The final reason is that Prince Mohammed viscerally prefers a Trumpian US foreign policy to Biden’s. The crown prince’s ties to Jared Kushner, Trump’s son-in-law, go far deeper than their WhatsApp friendship. Last year Saudi Arabia’s sovereign wealth fund invested $2bn in Kushner’s private equity company even though Kushner’s sole prior experience was in his family’s real estate business.

A Saudi screening panel found Kushner’s operations to be “unsatisfactory in all aspects”. But it was overruled by Prince Mohammed. This probably saved Kushner’s venture. The Saudi fund accounts for most of its capital. Congress is investigating the deal. Kushner strongly defended Prince Mohammed after US intelligence agencies expressed “high confidence” that the crown prince ordered the operation that led to the gruesome 2018 murder of Jamal Khashoggi, a Saudi journalist and dissident. For Prince Mohammed, $2bn is a small risk to take for a huge potential return if Trump and his family regain the White House.

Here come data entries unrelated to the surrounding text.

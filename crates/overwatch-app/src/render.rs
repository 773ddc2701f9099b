//! Snapshot sinks: where each tick's `SimSnapshot` goes.
//!
//! Drawing is left to external viewers. `JsonLinesSink` streams one JSON
//! snapshot per line for them; `LogSink` writes a one-line summary per tick.

use std::io::{self, Write};

use overwatch_core::events::SimEvent;
use overwatch_core::state::SimSnapshot;

/// Receives every snapshot a run produces, in tick order.
pub trait SnapshotSink {
    fn emit(&mut self, snapshot: &SimSnapshot) -> io::Result<()>;

    /// Called once after the last snapshot.
    fn finish(&mut self) -> io::Result<()> {
        Ok(())
    }
}

impl<S: SnapshotSink + ?Sized> SnapshotSink for Box<S> {
    fn emit(&mut self, snapshot: &SimSnapshot) -> io::Result<()> {
        (**self).emit(snapshot)
    }

    fn finish(&mut self) -> io::Result<()> {
        (**self).finish()
    }
}

/// Newline-delimited JSON, one snapshot per line.
pub struct JsonLinesSink<W: Write> {
    writer: W,
}

impl<W: Write> JsonLinesSink<W> {
    pub fn new(writer: W) -> Self {
        Self { writer }
    }

    pub fn into_inner(self) -> W {
        self.writer
    }
}

impl<W: Write> SnapshotSink for JsonLinesSink<W> {
    fn emit(&mut self, snapshot: &SimSnapshot) -> io::Result<()> {
        serde_json::to_writer(&mut self.writer, snapshot)?;
        self.writer.write_all(b"\n")
    }

    fn finish(&mut self) -> io::Result<()> {
        self.writer.flush()
    }
}

/// Logs a summary line per tick at info level, and one line per event at debug.
#[derive(Debug, Default)]
pub struct LogSink;

impl SnapshotSink for LogSink {
    fn emit(&mut self, snapshot: &SimSnapshot) -> io::Result<()> {
        log::info!("{}", summary_line(snapshot));
        for event in &snapshot.events {
            log::debug!("  {}", describe(event));
        }
        Ok(())
    }
}

/// `t=12 targets 3/4 interceptors 2/4 splashes 1`
pub fn summary_line(snapshot: &SimSnapshot) -> String {
    let score = &snapshot.score;
    format!(
        "t={} targets {}/{} interceptors {}/{} splashes {}",
        snapshot.time.tick,
        snapshot.targets.len(),
        score.targets_total,
        snapshot.interceptors.len(),
        score.interceptors_total,
        score.targets_destroyed
    )
}

fn describe(event: &SimEvent) -> String {
    match event {
        SimEvent::ContactDetected { target, range } => {
            format!("contact: target {target} at range {range:.1}")
        }
        SimEvent::Assigned {
            engagement_id,
            interceptor,
            target,
            range,
        } => format!(
            "engagement {engagement_id}: interceptor {interceptor} -> target {target} ({range:.1} out)"
        ),
        SimEvent::Splash {
            engagement_id,
            interceptor,
            target,
        } => format!("engagement {engagement_id}: splash, interceptor {interceptor} and target {target}"),
    }
}
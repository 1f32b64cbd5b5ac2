//! Math utilities
//!
//! Re-exports from glam and the bounding volumes used by mesh queries.

pub use glam::{DVec3, Vec2, Vec3};

/// Direction used when a normal cannot be derived from degenerate geometry
pub const FALLBACK_NORMAL: Vec3 = Vec3::Y;

/// Normalize `v`, or return [`FALLBACK_NORMAL`] when its length is not above
/// `f32::EPSILON` (tiny slivers and zero-area triangles).
#[inline]
pub fn normalize_or_up(v: Vec3) -> Vec3 {
    let len = v.length();
    if len > f32::EPSILON {
        v / len
    } else {
        FALLBACK_NORMAL
    }
}

/// Lexicographic ordering on positions, x first.
#[inline]
pub fn lexicographic_cmp(a: Vec3, b: Vec3) -> std::cmp::Ordering {
    a.x.total_cmp(&b.x)
        .then(a.y.total_cmp(&b.y))
        .then(a.z.total_cmp(&b.z))
}

/// Axis-aligned bounding box
#[derive(Debug, Clone, Copy, PartialEq)]
pub struct Aabb {
    /// Minimum corner
    pub min: Vec3,
    /// Maximum corner
    pub max: Vec3,
}

impl Aabb {
    /// Create an empty AABB
    pub const EMPTY: Self = Self {
        min: Vec3::splat(f32::INFINITY),
        max: Vec3::splat(f32::NEG_INFINITY),
    };

    /// Smallest AABB containing every point
    pub fn from_points<I: IntoIterator<Item = Vec3>>(points: I) -> Self {
        let mut aabb = Self::EMPTY;
        for p in points {
            aabb.expand_to_include(p);
        }
        aabb
    }

    /// Check if the AABB is empty
    pub fn is_empty(&self) -> bool {
        self.min.x > self.max.x || self.min.y > self.max.y || self.min.z > self.max.z
    }

    /// Expand the AABB to include a point
    pub fn expand_to_include(&mut self, point: Vec3) {
        self.min = self.min.min(point);
        self.max = self.max.max(point);
    }
}

impl Default for Aabb {
    fn default() -> Self {
        Self::EMPTY
    }
}

/// Bounding sphere
#[derive(Debug, Clone, Copy, PartialEq)]
pub struct BoundingSphere {
    /// Center of the sphere
    pub center: Vec3,
    /// Radius of the sphere
    pub radius: f32,
}

impl BoundingSphere {
    /// Sphere around `center` reaching the farthest of `points`
    pub fn enclosing<I: IntoIterator<Item = Vec3>>(center: Vec3, points: I) -> Self {
        let radius = points
            .into_iter()
            .map(|p| p.distance(center))
            .fold(0.0f32, f32::max);
        Self { center, radius }
    }
}
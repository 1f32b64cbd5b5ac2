//! # Tessera CLI
//!
//! Command-line front end for the Tessera mesh engine. Loads a mesh from a
//! JSON dump (or generates a test shape), runs one geometry operation and
//! prints a JSON report.
//!
//! ## Commands
//! - `info` - Summarize the mesh
//! - `subdivide` - Split long edges
//! - `normals` - Regenerate vertex normals
//! - `smooth` - Laplacian or cotangent-weighted smoothing
//! - `adjacency` - Build the GPU index buffer
//! - `components` - List connected components
//! - `double-sided` - Duplicate every face with reversed winding
//! - `extract` - Keep or remove a list of vertices
//! - `clean` - Drop small connected components

use std::fs::File;
use std::io::{BufReader, BufWriter};
use std::path::{Path, PathBuf};

use anyhow::{Context, Result};
use clap::{Parser, Subcommand, ValueEnum};
use serde::Serialize;
use tessera_core::{AdjacencyPolicy, Dirty, GeometryConfig, UploadState};
use tessera_mesh::generators::{cube, quad_grid, uv_sphere};
use tessera_mesh::{EdgeMap, Mesh, VertexSelection, index_buffer, subdivide_with_stats};

/// Tessera mesh engine CLI
#[derive(Parser)]
#[command(name = "tessera")]
#[command(author, version, about, long_about = None)]
pub struct Cli {
    /// Mesh to load (JSON dump of a mesh)
    #[arg(short, long, conflicts_with = "shape")]
    pub input: Option<PathBuf>,

    /// Generated shape used when no input is given
    #[arg(short, long, value_enum, default_value_t = Shape::Cube)]
    pub shape: Shape,

    /// Resolution of the generated shape
    #[arg(short, long, default_value = "16")]
    pub resolution: u32,

    /// Geometry settings (JSON)
    #[arg(short, long)]
    pub config: Option<PathBuf>,

    /// Write the resulting mesh here (JSON)
    #[arg(short, long)]
    pub output: Option<PathBuf>,

    /// Verbose output
    #[arg(short, long)]
    pub verbose: bool,

    #[command(subcommand)]
    pub command: Commands,
}

/// Built-in test shapes
#[derive(Debug, Clone, Copy, PartialEq, Eq, ValueEnum)]
pub enum Shape {
    Cube,
    Grid,
    Sphere,
}

/// Normal generation flavours
#[derive(Debug, Clone, Copy, PartialEq, Eq, ValueEnum)]
pub enum NormalMode {
    Flat,
    Smooth,
    Disconnected,
}

/// Smoothing flavours
#[derive(Debug, Clone, Copy, PartialEq, Eq, ValueEnum)]
pub enum SmoothMethod {
    Laplacian,
    Taubin,
}

/// Boundary handling for adjacency buffers
#[derive(Debug, Clone, Copy, PartialEq, Eq, ValueEnum)]
pub enum Policy {
    Strict,
    Sentinel,
}

impl From<Policy> for AdjacencyPolicy {
    fn from(policy: Policy) -> Self {
        match policy {
            Policy::Strict => AdjacencyPolicy::Strict,
            Policy::Sentinel => AdjacencyPolicy::Sentinel,
        }
    }
}

/// CLI commands
#[derive(Subcommand)]
pub enum Commands {
    /// Summarize the mesh
    Info,

    /// Split edges longer than a threshold
    Subdivide {
        /// Maximum edge length
        #[arg(short = 'l', long)]
        max_edge_length: Option<f32>,

        /// Extra passes after the first one
        #[arg(short = 'd', long)]
        max_depth: Option<usize>,
    },

    /// Regenerate vertex normals
    Normals {
        /// Generation mode
        #[arg(short, long, value_enum, default_value_t = NormalMode::Smooth)]
        mode: NormalMode,

        /// Propagation passes for smooth modes
        #[arg(short = 'n', long)]
        iterations: Option<u32>,
    },

    /// Smooth vertex positions
    Smooth {
        /// Smoothing method
        #[arg(short, long, value_enum, default_value_t = SmoothMethod::Laplacian)]
        method: SmoothMethod,

        /// Number of passes
        #[arg(short = 'n', long)]
        iterations: Option<u32>,

        /// Let boundary vertices move (Laplacian only)
        #[arg(long)]
        unlock_boundary: bool,
    },

    /// Build the index buffer, with adjacency when a policy is given
    Adjacency {
        /// Boundary policy
        #[arg(short, long, value_enum)]
        policy: Option<Policy>,

        /// Plain three-index triangles
        #[arg(long, conflicts_with = "policy")]
        plain: bool,
    },

    /// List connected components
    Components,

    /// Duplicate every face with reversed winding
    DoubleSided,

    /// Keep or remove a list of vertices
    Extract {
        /// Vertex ids
        #[arg(required = true, num_args = 1..)]
        ids: Vec<u32>,

        /// Remove the listed vertices instead of keeping them
        #[arg(long)]
        remove: bool,
    },

    /// Drop small connected components
    Clean {
        /// Components with fewer vertices are dropped
        #[arg(short, long, default_value = "3")]
        min_vertices: usize,

        /// Keep only the largest component
        #[arg(long, conflicts_with = "min_vertices")]
        largest: bool,
    },
}

/// Shape of a mesh, as printed in reports
#[derive(Debug, Clone, PartialEq, Serialize)]
pub struct MeshSummary {
    pub vertices: usize,
    pub triangles: usize,
    pub attributes: Vec<String>,
    pub bounds: Option<[[f32; 3]; 2]>,
    pub mean_edge_length: Option<f32>,
    pub components: usize,
    pub closed: bool,
    pub manifold: bool,
}

impl MeshSummary {
    pub fn of(mesh: &Mesh) -> Self {
        let edges = EdgeMap::build(mesh);
        let aabb = mesh.bounding_box();
        Self {
            vertices: mesh.vertex_count(),
            triangles: mesh.triangle_count(),
            attributes: mesh
                .attributes()
                .iter_names()
                .map(|(name, _)| name.to_lowercase())
                .collect(),
            bounds: (!aabb.is_empty()).then(|| [aabb.min.to_array(), aabb.max.to_array()]),
            mean_edge_length: mesh.mean_edge_length(),
            components: mesh.components().len(),
            closed: !edges.is_empty() && edges.is_closed(),
            manifold: !edges.is_empty() && edges.is_manifold(),
        }
    }
}

/// Result of one command
#[derive(Debug, Clone, PartialEq, Serialize)]
pub struct Report {
    pub command: &'static str,
    /// Buffers would need a re-upload
    pub changed: bool,
    pub before: MeshSummary,
    pub after: MeshSummary,
    #[serde(skip_serializing_if = "Option::is_none")]
    pub index_count: Option<usize>,
    #[serde(skip_serializing_if = "Option::is_none")]
    pub component_sizes: Option<Vec<usize>>,
    #[serde(skip_serializing_if = "Option::is_none")]
    pub complementary_vertices: Option<Vec<u32>>,
}

/// Parse and validate a geometry config document
pub fn parse_config(text: &str) -> Result<GeometryConfig> {
    let config: GeometryConfig = serde_json::from_str(text).context("Malformed geometry config")?;
    config.validate()?;
    Ok(config)
}

fn load_config(path: Option<&Path>) -> Result<GeometryConfig> {
    let Some(path) = path else {
        return Ok(GeometryConfig::default());
    };
    let text = std::fs::read_to_string(path)
        .with_context(|| format!("Failed to read config {}", path.display()))?;
    parse_config(&text).with_context(|| format!("Invalid config {}", path.display()))
}

fn load_mesh(cli: &Cli, state: &mut UploadState) -> Result<Mesh> {
    let Some(path) = &cli.input else {
        let n = cli.resolution.max(1);
        log::info!("Generating {:?} at resolution {}", cli.shape, n);
        return Ok(match cli.shape {
            Shape::Cube => cube(),
            Shape::Grid => quad_grid(n, n, 1.0, 1.0),
            Shape::Sphere => uv_sphere(n, (n / 2).max(2), 1.0),
        });
    };

    let file = File::open(path).with_context(|| format!("Failed to open {}", path.display()))?;
    let mut mesh: Mesh = serde_json::from_reader(BufReader::new(file))
        .with_context(|| format!("Failed to parse mesh {}", path.display()))?;
    if let Err(e) = mesh.validate() {
        log::warn!("{}: {}", path.display(), e);
        state.mark(mesh.sanitize());
    }
    log::info!(
        "Loaded {} ({} vertices, {} triangles)",
        path.display(),
        mesh.vertex_count(),
        mesh.triangle_count()
    );
    Ok(mesh)
}

fn save_mesh(mesh: &Mesh, path: &Path) -> Result<()> {
    let file = File::create(path).with_context(|| format!("Failed to create {}", path.display()))?;
    serde_json::to_writer_pretty(BufWriter::new(file), mesh)
        .with_context(|| format!("Failed to write mesh {}", path.display()))?;
    log::info!("Wrote {}", path.display());
    Ok(())
}

/// Run `command` on `mesh` in place
pub fn apply(
    command: &Commands,
    mesh: &mut Mesh,
    config: &GeometryConfig,
    state: &mut UploadState,
) -> Result<Report> {
    let before = MeshSummary::of(mesh);
    let mut index_count = None;
    let mut component_sizes = None;
    let mut complementary_vertices = None;

    let name = match command {
        Commands::Info => "info",

        Commands::Subdivide { max_edge_length, max_depth } => {
            let mut settings = config.subdivision;
            settings.max_edge_length = max_edge_length.unwrap_or(settings.max_edge_length);
            settings.max_depth = max_depth.unwrap_or(settings.max_depth);
            let (refined, stats) = subdivide_with_stats(mesh, &settings)?;
            log::info!(
                "Split {} edge(s) in {} pass(es): +{} vertices, +{} triangles",
                stats.split_edges,
                stats.passes,
                stats.vertices_added,
                stats.triangles_added
            );
            state.mark(Dirty::from_changed(refined != *mesh));
            *mesh = refined;
            "subdivide"
        }

        Commands::Normals { mode, iterations } => {
            let mut settings = config.normals;
            settings.smoothing_iterations = iterations.unwrap_or(settings.smoothing_iterations);
            let change = match mode {
                NormalMode::Flat => mesh.generate_normals(),
                NormalMode::Smooth => mesh.generate_smooth_normals(settings.smoothing_iterations),
                NormalMode::Disconnected => mesh.generate_smooth_normals_disconnected(&settings)?,
            };
            state.mark(change);
            "normals"
        }

        Commands::Smooth { method, iterations, unlock_boundary } => {
            let change = match method {
                SmoothMethod::Laplacian => {
                    let mut settings = config.smoothing;
                    settings.iterations = iterations.unwrap_or(settings.iterations);
                    settings.lock_boundary &= !unlock_boundary;
                    mesh.laplacian_smoothing(&settings)
                }
                SmoothMethod::Taubin => {
                    let mut settings = config.taubin;
                    settings.iterations = iterations.unwrap_or(settings.iterations);
                    mesh.adaptive_taubin_smoothing(&settings)?
                }
            };
            state.mark(change);
            "smooth"
        }

        Commands::Adjacency { policy, plain } => {
            let policy = match (policy, plain) {
                (_, true) => None,
                (Some(policy), false) => Some((*policy).into()),
                (None, false) => Some(config.adjacency),
            };
            let indices = index_buffer(mesh, policy)?;
            log::info!("Index buffer: {} indices ({:?})", indices.len(), policy);
            index_count = Some(indices.len());
            "adjacency"
        }

        Commands::Components => {
            component_sizes = Some(mesh.components().iter().map(Vec::len).collect());
            "components"
        }

        Commands::DoubleSided => {
            *mesh = mesh.double_sided();
            state.mark(Dirty::CHANGED);
            "double-sided"
        }

        Commands::Extract { ids, remove } => {
            let selection = if *remove { VertexSelection::Remove } else { VertexSelection::Keep };
            let sub = mesh.extract_vertices(ids, selection);
            complementary_vertices = Some(sub.complementary_vertices);
            *mesh = sub.mesh;
            state.mark(Dirty::CHANGED);
            "extract"
        }

        Commands::Clean { min_vertices, largest } => {
            let cleaned = if *largest {
                mesh.largest_component()
            } else {
                mesh.remove_small_components(*min_vertices)
            };
            state.mark(Dirty::from_changed(cleaned != *mesh));
            *mesh = cleaned;
            "clean"
        }
    };

    Ok(Report {
        command: name,
        changed: state.needs_upload(),
        before,
        after: MeshSummary::of(mesh),
        index_count,
        component_sizes,
        complementary_vertices,
    })
}

/// Load, apply and save without touching the logger
pub fn run(cli: &Cli) -> Result<Report> {
    let config = load_config(cli.config.as_deref())?;
    let mut state = UploadState::new();
    let mut mesh = load_mesh(cli, &mut state)?;

    let report = apply(&cli.command, &mut mesh, &config, &mut state)?;

    if let Some(output) = &cli.output {
        save_mesh(&mesh, output)?;
    }
    if state.take() {
        log::debug!("Mesh buffers changed over {} edit(s)", state.edit_count());
    }
    Ok(report)
}

/// Execute the CLI command
pub fn execute(cli: Cli) -> Result<()> {
    if cli.verbose {
        env_logger::Builder::from_env(env_logger::Env::default().default_filter_or("debug")).init();
    } else {
        env_logger::Builder::from_env(env_logger::Env::default().default_filter_or("info")).init();
    }

    let report = run(&cli)?;
    println!("{}", serde_json::to_string_pretty(&report)?);
    Ok(())
}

Biden’s frustration is that there is not much he can do to alter Prince Mohammed’s calculus. The west’s renewed clean energy ambitions threaten Saudi Arabia’s bottom line, as well as Russia’s. Most forecasts say fossil fuels will go into secular decline within the next ten years. It should be little surprise that the Saudis and other exporters want to squeeze what they can while it lasts. They have no shortage of customers, China at the forefront. When President Xi Jinping makes his expected state visit to Saudi Arabia later this year, he will doubtless exchange warm handshakes on the red carpet.

The headaches the Gulf’s ruthless young autocrat create for Biden’s America are specific to him and generic. Prince Mohammed stands out as one of the world’s most single-minded absolutists. Yet he also puts a face on the once-pliable areas of the world that no longer pretend to like America’s rules.